Paradox wie das ganze Geheimdienstwesen ist schließlich auch dies: Ein Stück aus dem Tollhaus sieht die SPD - am Spielplan aber will sie nichts ändern.Sie schäumt - und schluckt.Sie fordert Reformen und bleibt auf dem Weg des Widersinns: Wer hat je einen Geheimdienst gesehen, der mit bekannten Informanten und offenen Karten spielt? Und kann noch jemand zählen, wie oft davon die Rede war, jetzt werde im Amt alles besser?
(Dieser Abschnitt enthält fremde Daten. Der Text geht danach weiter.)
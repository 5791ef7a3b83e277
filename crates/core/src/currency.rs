//! Supported currency codes.

use core::str::FromStr;
use serde::{Deserialize, Serialize};

use crate::error::LedgerError;

/// ISO-4217 currency accepted by the ledger.
///
/// Amounts are always carried separately as integer minor units; the currency
/// only partitions balances.
#[derive(Debug, Copy, Clone, PartialEq, Eq, Hash, PartialOrd, Ord, Serialize, Deserialize)]
#[serde(rename_all = "lowercase")]
pub enum Currency {
    Usd,
    Aud,
    Cad,
    Eur,
    Gbp,
    Hkd,
    Jpy,
    Nzd,
    Sgd,
    Chf,
    Cny,
    Dkk,
    Inr,
    Krw,
    Mxn,
    Nok,
    Pln,
    Sek,
    Brl,
    Zar,
}

impl Currency {
    pub const ALL: [Currency; 20] = [
        Currency::Usd,
        Currency::Aud,
        Currency::Cad,
        Currency::Eur,
        Currency::Gbp,
        Currency::Hkd,
        Currency::Jpy,
        Currency::Nzd,
        Currency::Sgd,
        Currency::Chf,
        Currency::Cny,
        Currency::Dkk,
        Currency::Inr,
        Currency::Krw,
        Currency::Mxn,
        Currency::Nok,
        Currency::Pln,
        Currency::Sek,
        Currency::Brl,
        Currency::Zar,
    ];

    /// Lowercase ISO code, as stored and serialized.
    pub fn code(self) -> &'static str {
        match self {
            Currency::Usd => "usd",
            Currency::Aud => "aud",
            Currency::Cad => "cad",
            Currency::Eur => "eur",
            Currency::Gbp => "gbp",
            Currency::Hkd => "hkd",
            Currency::Jpy => "jpy",
            Currency::Nzd => "nzd",
            Currency::Sgd => "sgd",
            Currency::Chf => "chf",
            Currency::Cny => "cny",
            Currency::Dkk => "dkk",
            Currency::Inr => "inr",
            Currency::Krw => "krw",
            Currency::Mxn => "mxn",
            Currency::Nok => "nok",
            Currency::Pln => "pln",
            Currency::Sek => "sek",
            Currency::Brl => "brl",
            Currency::Zar => "zar",
        }
    }
}

impl core::fmt::Display for Currency {
    fn fmt(&self, f: &mut core::fmt::Formatter<'_>) -> core::fmt::Result {
        f.write_str(self.code())
    }
}

impl FromStr for Currency {
    type Err = LedgerError;

    fn from_str(s: &str) -> Result<Self, Self::Err> {
        let needle = s.trim().to_ascii_lowercase();
        if needle.is_empty() {
            return Err(LedgerError::CurrencyRequired);
        }
        Currency::ALL
            .into_iter()
            .find(|c| c.code() == needle)
            .ok_or_else(|| LedgerError::validation(format!("unsupported currency '{s}'")))
    }
}

#[cfg(test)]
mod tests {
    use super::*;

    #[test]
    fn parse_is_case_insensitive() {
        assert_eq!("USD".parse::<Currency>().unwrap(), Currency::Usd);
        assert_eq!(" eur ".parse::<Currency>().unwrap(), Currency::Eur);
    }

    #[test]
    fn empty_code_means_currency_required() {
        assert_eq!("".parse::<Currency>(), Err(LedgerError::CurrencyRequired));
    }

    #[test]
    fn unknown_code_is_rejected() {
        assert!(matches!(
            "xyz".parse::<Currency>(),
            Err(LedgerError::Validation(_))
        ));
    }

    #[test]
    fn serde_uses_lowercase_codes() {
        let json = serde_json::to_string(&Currency::Gbp).unwrap();
        assert_eq!(json, "\"gbp\"");
        for c in Currency::ALL {
            let back: Currency = serde_json::from_str(&format!("\"{}\"", c.code())).unwrap();
            assert_eq!(back, c);
        }
    }
}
Ebenso oft, wie es Skandale und Affären gab.Passiert ist - fast - nichts.Böger, der heutige Vormann der Sozialdemokraten, müßte ganz anders drängen.Aber die SPD steht immer noch unter Staffelt-Schock.Schönbohm weiß das, und es hilft ihm dabei, neu zu bestimmen, was Verantwortung ist.Früher galt mal, daß wer nichts sieht, nicht starten darf, und wer nichts weiß, besser nichts sagt.Innensenator Schönbohm aber fliegt geschwätzig weiter durch die schwarze Geheimdienstnacht.